[Saved data entries]

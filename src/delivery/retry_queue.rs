use std::collections::BTreeMap;
use std::time::Duration;

use bytes::Bytes;
use tokio::time::Instant;
use tracing::trace;

use crate::report::{ContentHash, ReportKind, ReportTags, Severity};

#[derive(Debug, Clone)]
pub struct InFlightReport {
    pub sequence: u32,
    pub retry_budget: u32,
    pub severity: Severity,
    pub kind: ReportKind,
    pub payload: Bytes,
    pub hash: ContentHash,
    pub tags: Option<ReportTags>,
    pub enqueued_at: Instant,
    pub last_attempt: Instant,
}

#[derive(Debug, Default)]
pub struct RetryTickResult {
    /// sequence numbers to be sent again - their retry budget was already decremented
    pub resend: Vec<u32>,
    /// reports that ran out of retry budget or time and are no longer tracked
    pub expired: Vec<InFlightReport>,
}

/// Reports that were sent and await acknowledgment, keyed by sequence number.
pub struct RetryQueue {
    max_len: usize,
    entries: BTreeMap<u32, InFlightReport>,
}

impl RetryQueue {
    pub fn new(max_len: usize) -> RetryQueue {
        RetryQueue {
            max_len,
            entries: BTreeMap::new(),
        }
    }

    pub fn len(&self) -> usize {
        self.entries.len()
    }

    pub fn is_empty(&self) -> bool {
        self.entries.is_empty()
    }

    pub fn has_room(&self) -> bool {
        self.entries.len() < self.max_len
    }

    /// Starts tracking a report. Returns `false` (and does not track it) if the queue is full -
    ///  older entries are never evicted to make room.
    #[must_use]
    pub fn insert(&mut self, report: InFlightReport) -> bool {
        if !self.has_room() || self.entries.contains_key(&report.sequence) {
            return false;
        }
        self.entries.insert(report.sequence, report);
        true
    }

    pub fn get(&self, sequence: u32) -> Option<&InFlightReport> {
        self.entries.get(&sequence)
    }

    pub fn remove(&mut self, sequence: u32) -> Option<InFlightReport> {
        self.entries.remove(&sequence)
    }

    /// Decides the fate of every tracked report: reports without remaining budget or exceeding
    ///  the maximum age are removed and returned as expired, reports whose last attempt is at
    ///  least `resend_interval` ago are due for another attempt.
    pub fn tick(&mut self, now: Instant, resend_interval: Duration, max_age: Duration) -> RetryTickResult {
        let mut result = RetryTickResult::default();

        let expired = self.entries.values()
            .filter(|r| r.retry_budget == 0 || now.saturating_duration_since(r.enqueued_at) >= max_age)
            .map(|r| r.sequence)
            .collect::<Vec<_>>();
        for sequence in expired {
            if let Some(report) = self.entries.remove(&sequence) {
                trace!("in-flight report {} expired", sequence);
                result.expired.push(report);
            }
        }

        for report in self.entries.values_mut() {
            if now.saturating_duration_since(report.last_attempt) >= resend_interval {
                report.retry_budget -= 1;
                report.last_attempt = now;
                result.resend.push(report.sequence);
            }
        }

        result
    }
}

*TASK:* Look through the entries above and copy each line that has "derive" in it.

*RESPONSE TO THIS TASK:*
#[derive(Debug, Clone)]
#[derive(Debug, Default)]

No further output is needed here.